Kansas City Chiefs, American Football League, Major League Soccer and SubTropolis

Appropriately nicknamed “Games” as a child, Lamar Hunt dedicated his career to entertaining sports fans, and his ideas and innovations permanently altered the landscape of professional sports. At the age of 29, frustrated by his repeated unsuccessful attempts to gain a franchise in the National Football League, the young entrepreneur decided to form a new professional football league to rival the NFL.

Hunt was the guiding figure behind the formation of both the AFL and the Dallas Texans franchise, which would later become the Kansas City Chiefs, and was the first AFL figure named to the Professional Football Hall of Fame in 1972.

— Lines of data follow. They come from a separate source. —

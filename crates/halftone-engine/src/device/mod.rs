//! GPU device + surface management.
//!
//! Creates the wgpu Instance/Adapter/Device/Queue and the window surface,
//! resizes the surface on request, and hands out one `GpuFrame` per tick.

mod gpu;
mod init;
mod surface;

pub use gpu::{Gpu, GpuFrame};
pub use init::GpuInit;
pub use surface::SurfaceErrorAction;
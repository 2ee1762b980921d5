use std::fmt;

use crate::material::{MaterialError, UniformValue};
use crate::paint::{Color, ColorParseError};

use super::{
    binding, Binding, ControlKind, ControlSpec, MaterialParameters, ParamId, ParamTargets,
    ParamValue, RendererParameters,
};

/// A change requested by the control surface.
#[derive(Debug, Copy, Clone, PartialEq)]
pub struct ParamEdit {
    pub id: ParamId,
    pub value: ParamValue,
}

impl ParamEdit {
    #[inline]
    pub const fn new(id: ParamId, value: ParamValue) -> Self {
        Self { id, value }
    }
}

#[derive(Debug, Clone, PartialEq)]
pub enum ParamError {
    /// A color was given for a numeric parameter or the other way around.
    TypeMismatch { id: ParamId, value: ParamValue },
    /// Typed color text did not parse.
    InvalidColor(ColorParseError),
    Material(MaterialError),
}

impl fmt::Display for ParamError {
    fn fmt(&self, f: &mut fmt::Formatter<'_>) -> fmt::Result {
        match self {
            ParamError::TypeMismatch { id, value } => {
                write!(f, "parameter {id:?} cannot take {value}")
            }
            ParamError::InvalidColor(e) => write!(f, "{e}"),
            ParamError::Material(e) => write!(f, "material rejected edit: {e}"),
        }
    }
}

impl std::error::Error for ParamError {
    fn source(&self) -> Option<&(dyn std::error::Error + 'static)> {
        match self {
            ParamError::Material(e) => Some(e),
            ParamError::InvalidColor(e) => Some(e),
            ParamError::TypeMismatch { .. } => None,
        }
    }
}

impl From<ColorParseError> for ParamError {
    fn from(e: ColorParseError) -> Self {
        ParamError::InvalidColor(e)
    }
}

impl From<MaterialError> for ParamError {
    fn from(e: MaterialError) -> Self {
        ParamError::Material(e)
    }
}

/// Current tunable values.
///
/// The store is the only place parameter values live. Pushing them anywhere
/// else happens only through [`apply_edit`](Self::apply_edit).
#[derive(Debug, Clone, Default, PartialEq)]
pub struct ParameterStore {
    pub material: MaterialParameters,
    pub renderer: RendererParameters,
}

impl ParameterStore {
    pub fn new(material: MaterialParameters, renderer: RendererParameters) -> Self {
        Self { material, renderer }
    }

    pub fn get(&self, id: ParamId) -> ParamValue {
        let m = &self.material;
        match id {
            ParamId::BaseColor => ParamValue::Color(m.base_color),
            ParamId::Repetition => ParamValue::Number(m.repetition),
            ParamId::HighlightColor => ParamValue::Color(m.highlight_color),
            ParamId::HighlightLowThreshold => ParamValue::Number(m.highlight_low),
            ParamId::HighlightHighThreshold => ParamValue::Number(m.highlight_high),
            ParamId::ShadowColor => ParamValue::Color(m.shadow_color),
            ParamId::ShadowLowThreshold => ParamValue::Number(m.shadow_low),
            ParamId::ShadowHighThreshold => ParamValue::Number(m.shadow_high),
            ParamId::BackgroundColor => ParamValue::Color(self.renderer.background_color),
        }
    }

    /// Programmatic write. Stores the value and fires no hook.
    pub fn set(&mut self, id: ParamId, value: ParamValue) -> Result<(), ParamError> {
        let mismatch = || ParamError::TypeMismatch { id, value };
        let m = &mut self.material;

        match value {
            ParamValue::Color(c) => {
                let slot: &mut Color = match id {
                    ParamId::BaseColor => &mut m.base_color,
                    ParamId::HighlightColor => &mut m.highlight_color,
                    ParamId::ShadowColor => &mut m.shadow_color,
                    ParamId::BackgroundColor => &mut self.renderer.background_color,
                    _ => return Err(mismatch()),
                };
                *slot = c;
            }
            ParamValue::Number(v) => {
                let slot: &mut f32 = match id {
                    ParamId::Repetition => &mut m.repetition,
                    ParamId::HighlightLowThreshold => &mut m.highlight_low,
                    ParamId::HighlightHighThreshold => &mut m.highlight_high,
                    ParamId::ShadowLowThreshold => &mut m.shadow_low,
                    ParamId::ShadowHighThreshold => &mut m.shadow_high,
                    _ => return Err(mismatch()),
                };
                *slot = v;
            }
        }
        Ok(())
    }

    /// Control-surface write: constrains the value to the control's range,
    /// stores it, then fires exactly the hook [`binding`] names for it.
    ///
    /// Returns the value actually stored.
    pub fn apply_edit(
        &mut self,
        edit: ParamEdit,
        targets: &mut ParamTargets<'_>,
    ) -> Result<ParamValue, ParamError> {
        let value = match (ControlSpec::find(edit.id).map(|s| s.kind), edit.value) {
            (Some(kind @ ControlKind::Range { .. }), ParamValue::Number(v)) => {
                ParamValue::Number(kind.constrain(v))
            }
            (_, value) => value,
        };

        self.set(edit.id, value)?;

        match (binding(edit.id), value) {
            (Binding::Uniform(slot), ParamValue::Color(c)) => {
                targets.material.set_uniform(slot, UniformValue::Color(c))?
            }
            (Binding::Uniform(slot), ParamValue::Number(v)) => {
                targets.material.set_uniform(slot, UniformValue::Float(v))?
            }
            (Binding::ClearColor, ParamValue::Color(c)) => *targets.clear_color = c,
            (Binding::ClearColor, value) => {
                return Err(ParamError::TypeMismatch { id: edit.id, value });
            }
        }

        log::info!("{:?} = {}", edit.id, value);
        Ok(value)
    }
}
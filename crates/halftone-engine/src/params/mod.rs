//! Tunable parameters and their bindings into the material.
//!
//! Edits flow one way: control surface → [`ParameterStore::apply_edit`] →
//! [`binding`] → material uniform or clear color. Nothing flows back.

mod binding;
mod controls;
mod store;
mod values;

pub use binding::{binding, Binding, ParamId, ParamTargets, ParamValue};
pub use controls::{ControlKind, ControlSpec, ControlSurface, CONTROLS};
pub use store::{ParamEdit, ParamError, ParameterStore};
pub use values::{MaterialParameters, RendererParameters};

He was also instrumental in the growth of professional soccer in the United States. He founded the North American Soccer League (NASL) and, in 1995, started Major League Soccer (MLS), operating as many as three franchises. He brought a similar passion to professional tennis, and his World Championship Tennis (WCT) enterprise accelerated the growth of the sport in ways unthinkable to a growing legion of fans in the 1960s.

Lamar Hunt was an entrepreneur in both sports and business. One of his most notable innovations is Kansas City’s SubTropolis, the world’s largest underground business complex. Hunt was a man of extraordinary vision, faith and integrity, whose deep sense of humility was one of his most unwavering and most endearing traits.